We also presented our work in collaboration with Lingjun Rao and Nenad Bursac (Duke University) on using pluripotent stem cell-derived muscle cells to model by Becker and Duchenne Muscular Dystrophies (B/DMD, both caused by mutations in the dystrophin protein). We identified disease markers in 2-D cell models and decreased strength in disease-affected 3-D models by force generation measurement, measures that can be applied to testing therapies. Other MDA attendees taught us plenty about B/DMD with their identification of MRI techniques to identify changes in patients (both Luca Bello, University of Padova and Ami Mankodi, NINDS), efforts to eliminate barriers to genetic testing for patients (Ann Lucas, Parent Project MD), and genes beyond dystrophin that contribute to B/DMD pathogenesis (Elizabeth McNally, Northwestern; Yimin Wang, University of Alabama; Melissa Spencer, UCLA, and others). Much attention was focused on therapeutics testing and development for these diseases, and data from Catabasis Pharmaceuticals, University of Washington, Children’s National Medical Center, WAVE Life Sciences, Sarepta, Boston Children’s Hospital, and others all proposed and tested different approaches.

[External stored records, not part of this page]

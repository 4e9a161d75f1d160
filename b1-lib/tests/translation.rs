//! Query translation through the public API.
//!
//! No server is needed: requests are built and inspected without being sent.

use b1_lib::B1Client;
use b1_lib::api::query::Field;
use b1_lib::api::query::ODataRequest;
use b1_lib::api::query::format_value;
use b1_lib::api::query::serialize_predicate;
use b1_lib::auth::Credentials;
use b1_lib::model::BoCardTypes;
use b1_lib::model::BusinessPartner;
use b1_lib::model::Entity;
use b1_lib::model::KeyBag;
use b1_lib::model::Value;
use serde::Deserialize;

#[derive(Debug, Deserialize)]
#[serde(rename_all = "PascalCase")]
struct Order {
    #[allow(dead_code)]
    doc_entry: i32,
}

struct OrderFields {
    doc_entry: Field<Order, i32>,
    card_code: Field<Order, String>,
    doc_total: Field<Order, f64>,
}

impl Entity for Order {
    const RESOURCE: &'static str = "Orders";
    const FIELDS: &'static [&'static str] = &["DocEntry", "CardCode", "DocTotal"];
    type Fields = OrderFields;

    fn fields() -> OrderFields {
        OrderFields {
            doc_entry: Field::new("DocEntry"),
            card_code: Field::new("CardCode"),
            doc_total: Field::new("DocTotal"),
        }
    }
}

fn client() -> B1Client {
    B1Client::builder()
        .url("https://sap.example.com:50000/b1s/v2/")
        .credentials(Credentials::new("SBODEMOUS", "manager", "secret"))
        .build()
        .unwrap()
}

fn param_names(request: &ODataRequest) -> Vec<&str> {
    request.params.iter().map(|p| p.name.as_str()).collect()
}

#[test]
fn test_business_partner_scenario() {
    let client = client();
    let bp = BusinessPartner::fields();
    let request = client
        .query::<BusinessPartner>()
        .filter(bp.card_type.eq(BoCardTypes::Customer) & bp.group_code.gt(100))
        .order_by_desc(bp.card_name)
        .take(10)
        .to_request()
        .unwrap();

    assert_eq!(request.path, "BusinessPartners");
    assert_eq!(
        request.param_value("$filter"),
        Some("((CardType eq 'cCustomer') and (GroupCode gt 100))")
    );
    assert_eq!(request.param_value("$orderby"), Some("CardName desc"));
    assert_eq!(request.param_value("$top"), Some("10"));
    assert_eq!(
        request.param_value("$select"),
        Some("CardCode, CardName, FederalTaxID, CardType, GroupCode, DebitorAccount")
    );
}

#[test]
fn test_aggregate_scenario() {
    let client = client();
    let order = Order::fields();
    let request = client
        .query::<Order>()
        .group_by(order.card_code)
        .apply_sum(order.doc_total, "Total")
        .to_request()
        .unwrap();

    assert_eq!(
        request.param_value("$apply"),
        Some("aggregate(DocTotal with sum as Total)/groupby((CardCode))")
    );
}

#[test]
fn test_composite_key_scenario() {
    let key = KeyBag::new().with("DocEntry", 5).with("DocLine", 2);
    assert_eq!(format_value(&Value::from(key)), "DocEntry=5, DocLine=2");
}

#[test]
fn test_no_paginate_scenario() {
    let client = client();
    let paged = client.query::<BusinessPartner>().take(5).skip(10);
    let unpaged = paged.clone().no_paginate();

    let paged = paged.to_request().unwrap();
    let unpaged = unpaged.to_request().unwrap();

    assert_eq!(unpaged.header_value("Prefer"), Some("odata.maxpagesize=0"));
    assert_eq!(paged.header_value("Prefer"), None);
    assert_eq!(unpaged.param_value("$top"), paged.param_value("$top"));
    assert_eq!(unpaged.param_value("$skip"), paged.param_value("$skip"));
}

#[test]
fn test_top_and_skip_are_independent() {
    let client = client();
    let request = client
        .query::<BusinessPartner>()
        .take(5)
        .skip(10)
        .to_request()
        .unwrap();
    assert_eq!(request.param_value("$top"), Some("5"));
    assert_eq!(request.param_value("$skip"), Some("10"));
}

#[test]
fn test_filters_are_and_joined() {
    let client = client();
    let bp = BusinessPartner::fields();
    let p1 = bp.card_code.starts_with("C");
    let p2 = bp.group_code.le(200);

    let request = client
        .query::<BusinessPartner>()
        .filter(p1.clone())
        .filter(p2.clone())
        .to_request()
        .unwrap();

    let combined = serialize_predicate(&(p1 & p2)).unwrap();
    assert_eq!(request.param_value("$filter"), Some(combined.as_str()));
}

#[test]
fn test_building_twice_is_identical() {
    let client = client();
    let bp = BusinessPartner::fields();
    let query = client
        .query::<BusinessPartner>()
        .filter(bp.card_name.contains("O'Neil"))
        .order_by(bp.card_code)
        .then_by_desc(bp.group_code)
        .skip(40);

    let first = query.to_request().unwrap();
    let second = query.to_request().unwrap();
    assert_eq!(first, second);
    assert_eq!(
        first.to_url(client.base_url()).unwrap(),
        second.to_url(client.base_url()).unwrap()
    );
}

#[test]
fn test_cross_join_lists_resources_in_registration_order() {
    let client = client();
    let bp = BusinessPartner::fields();
    let order = Order::fields();
    let request = client
        .query::<Order>()
        .cross_join::<BusinessPartner, serde_json::Value>((order.doc_entry, bp.card_name))
        .filter(order.card_code.eq_field(bp.card_code))
        .to_request()
        .unwrap();

    assert_eq!(request.path, "$crossjoin(Orders,BusinessPartners)");
    assert_eq!(
        request.param_value("$filter"),
        Some("(Orders/CardCode eq BusinessPartners/CardCode)")
    );
    assert_eq!(param_names(&request), ["$filter", "$expand"]);
}

#[test]
fn test_translation_errors_are_not_remote() {
    let client = client();
    let bp = BusinessPartner::fields();
    let error = client
        .query::<BusinessPartner>()
        .then_by(bp.card_code)
        .to_request()
        .map_err(b1_lib::error::Error::from)
        .unwrap_err();
    assert!(error.is_translation());
    assert!(!error.is_remote());
}

#[test]
fn test_fluent_and_expression_paths_agree_on_filter() {
    let client = client();
    let bp = BusinessPartner::fields();
    let predicate = bp.card_type.eq(BoCardTypes::Supplier);

    let expression = client
        .query::<BusinessPartner>()
        .filter(predicate.clone())
        .to_request()
        .unwrap();
    let fluent = client
        .set::<BusinessPartner>()
        .filter(predicate)
        .to_request()
        .unwrap();

    assert_eq!(expression.param_value("$filter"), fluent.param_value("$filter"));
}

Research at Genea on pluripotent cell-based models of Myotonic Dystrophy (DM) and Emery-Dreifuss Muscular Dystrophy (EMD) identified disease-specific tissue culture phenotypes that serve as useful measures for cell-based assays and therapeutics testing. Some potential candidates presented at the meeting include inhibition of microsatellite expression to reduce pathogenic RNA in DM (Andrew Berglund, University of Florida) and MBNL1 modulation to rescue DM splicing defects (Fan Zhang, Pfizer). We also learned more about regulation of RNA processing (Eric Wang, University of Florida) and repeat-associated non-ATG translation (Laura Ranum, University of Flordia) in DM cells. Gregory Fedorchak (Cornell) spoke on why and how mutations in EMD cause more fragile muscle nuclei, and Eric Folker (Boston College) presented on nuclear movement and interactions in EMD and healthy muscle cells. Our focus so far at Genea has been EMD caused by LMNA mutations and we were glad to learn more about the effects of EMD-causing emerin mutations in cell-based models as presented by Joseph Ellis and Kimbre Nee (University of the Sciences). We also learned about how mutations in SUN1/2 can cause EMD by impairing nuclear positioning and microtubule connections (Sue Shackleton, University of Leicester), and LMNA mutations in fruit flies cause muscular dystrophy and changes in proteostasis and oxidative stress. All of these contributions lend valuable insights into the pathophysiology of DM and EMD.

Overall the 2017 MDA conference attendees shared many important insights into muscle disease mechanisms and avenues for treatment, leaving us with plenty of work to do when we returned to the lab in San Diego.